[Data for processing]
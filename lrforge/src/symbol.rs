//! Grammar symbols and their registry.
//!
//! The [`SymbolTable`] owns every terminal and nonterminal of a grammar and
//! hands out dense [`SymbolId`] indices. Everything else (sequences, rules,
//! items, states) refers to symbols by id only, so the registry must outlive
//! the grammars built on it; [`Grammar`](crate::Grammar) borrows it for that
//! reason.

use crate::token::TokenKind;
use crate::ConfigError;
use indexmap::IndexMap;
use smartstring::alias::String;
use std::fmt;

/// The most symbols a single registry may hold, including the two it
/// pre-registers.
pub const MAX_SYMBOLS: usize = 64;

/// Dense index of a symbol within its [`SymbolTable`].
#[derive(Debug, Clone, Copy, PartialEq, Eq, PartialOrd, Ord, Hash)]
pub struct SymbolId(u8);

impl SymbolId {
    /// The pre-registered end-of-input terminal.
    pub const END: SymbolId = SymbolId(0);
    /// The pre-registered synthetic start nonterminal.
    pub const START: SymbolId = SymbolId(1);

    /// # Panics
    /// If `index` is not below [`MAX_SYMBOLS`].
    #[inline]
    pub fn new(index: usize) -> Self {
        assert!(index < MAX_SYMBOLS, "symbol index {} out of range", index);
        SymbolId(index as u8)
    }

    #[inline]
    pub fn index(self) -> usize {
        self.0 as usize
    }
}

impl From<SymbolId> for usize {
    fn from(id: SymbolId) -> Self {
        id.index()
    }
}

#[derive(Debug, Clone, Copy, PartialEq, Eq)]
pub enum SymbolKind {
    /// A token kind; carries the token type id.
    Terminal(u32),
    NonTerminal,
}

/// A registered symbol: display name plus kind.
#[derive(Debug, Clone, PartialEq, Eq)]
pub struct Symbol {
    name: String,
    kind: SymbolKind,
}

impl Symbol {
    pub fn name(&self) -> &str {
        &self.name
    }

    pub fn kind(&self) -> SymbolKind {
        self.kind
    }

    pub fn is_terminal(&self) -> bool {
        matches!(self.kind, SymbolKind::Terminal(_))
    }

    /// Token type id of a terminal.
    pub fn terminal_type(&self) -> Option<u32> {
        match self.kind {
            SymbolKind::Terminal(t) => Some(t),
            SymbolKind::NonTerminal => None,
        }
    }
}

impl fmt::Display for Symbol {
    fn fmt(&self, f: &mut fmt::Formatter<'_>) -> fmt::Result {
        f.write_str(&self.name)
    }
}

/// Append-only registry of grammar symbols.
///
/// Names are unique: registering a name again with the same kind returns the
/// existing id, with another kind it is an error. Index 0 is always the
/// end-of-input terminal and index 1 the synthetic start nonterminal.
#[derive(Debug, Clone)]
pub struct SymbolTable {
    by_name: IndexMap<String, Symbol>,
    by_type: IndexMap<u32, SymbolId>,
}

impl SymbolTable {
    pub const START_NAME: &'static str = "$start";

    pub fn new() -> Self {
        let mut tab = Self {
            by_name: IndexMap::new(),
            by_type: IndexMap::new(),
        };
        let end = TokenKind::End;
        tab.insert(end.name().into(), SymbolKind::Terminal(end.type_id()));
        tab.insert(Self::START_NAME.into(), SymbolKind::NonTerminal);
        tab
    }

    /// Registers the terminal for token type `ttype` under its default
    /// display name.
    pub fn terminal(&mut self, ttype: u32) -> Result<SymbolId, ConfigError> {
        self.terminal_named(ttype, &default_name(ttype))
    }

    /// Registers the terminal for token type `ttype` with an explicit
    /// display name.
    pub fn terminal_named(&mut self, ttype: u32, name: &str) -> Result<SymbolId, ConfigError> {
        if let Some(&id) = self.by_type.get(&ttype) {
            return if self.name(id) == name {
                Ok(id)
            } else {
                Err(ConfigError::DuplicateSymbol { name: name.into() })
            };
        }
        self.register(name, SymbolKind::Terminal(ttype))
    }

    pub fn nonterminal(&mut self, name: &str) -> Result<SymbolId, ConfigError> {
        self.register(name, SymbolKind::NonTerminal)
    }

    fn register(&mut self, name: &str, kind: SymbolKind) -> Result<SymbolId, ConfigError> {
        if let Some((index, _, sym)) = self.by_name.get_full(name) {
            return if sym.kind == kind {
                Ok(SymbolId::new(index))
            } else {
                Err(ConfigError::DuplicateSymbol { name: name.into() })
            };
        }
        if self.by_name.len() >= MAX_SYMBOLS {
            return Err(ConfigError::TooManySymbols { max: MAX_SYMBOLS });
        }
        Ok(self.insert(name.into(), kind))
    }

    fn insert(&mut self, name: String, kind: SymbolKind) -> SymbolId {
        let id = SymbolId::new(self.by_name.len());
        if let SymbolKind::Terminal(ttype) = kind {
            self.by_type.insert(ttype, id);
        }
        log::trace!("symbol {} = {:?} {:?}", id.index(), name, kind);
        self.by_name.insert(name.clone(), Symbol { name, kind });
        id
    }

    /// # Panics
    /// If `id` was not issued by this table.
    pub fn get(&self, id: SymbolId) -> &Symbol {
        &self.by_name[id.index()]
    }

    pub fn name(&self, id: SymbolId) -> &str {
        self.get(id).name()
    }

    pub fn is_terminal(&self, id: SymbolId) -> bool {
        self.get(id).is_terminal()
    }

    /// Terminal registered for a token type.
    pub fn by_type(&self, ttype: u32) -> Option<SymbolId> {
        self.by_type.get(&ttype).copied()
    }

    pub fn by_name(&self, name: &str) -> Option<SymbolId> {
        self.by_name.get_index_of(name).map(SymbolId::new)
    }

    pub fn len(&self) -> usize {
        self.by_name.len()
    }

    pub fn is_empty(&self) -> bool {
        self.by_name.is_empty()
    }

    pub fn iter(&self) -> impl Iterator<Item = (SymbolId, &Symbol)> {
        self.by_name
            .values()
            .enumerate()
            .map(|(i, sym)| (SymbolId::new(i), sym))
    }
}

impl Default for SymbolTable {
    fn default() -> Self {
        Self::new()
    }
}

fn default_name(ttype: u32) -> String {
    if let Some(kind) = TokenKind::from_type_id(ttype) {
        return kind.name().into();
    }
    match char::from_u32(ttype) {
        Some(ch) if ttype < crate::token::FIRST_KIND_TYPE => {
            let mut s = String::new();
            s.push(ch);
            s
        }
        _ => format!("t{}", ttype).into(),
    }
}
[/Data for processing]
* **Work item**:
One inclusive range is required: first line of the data through the line containing "registry must outlive". Set it down exactly and output nothing else.

* **Exercise response**:
filename lrforge/src/symbol.rs
//! Grammar symbols and their registry.
//!
//! The [`SymbolTable`] owns every terminal and nonterminal of a grammar and
//! hands out dense [`SymbolId`] indices. Everything else (sequences, rules,
//! items, states) refers to symbols by id only, so the registry must outlive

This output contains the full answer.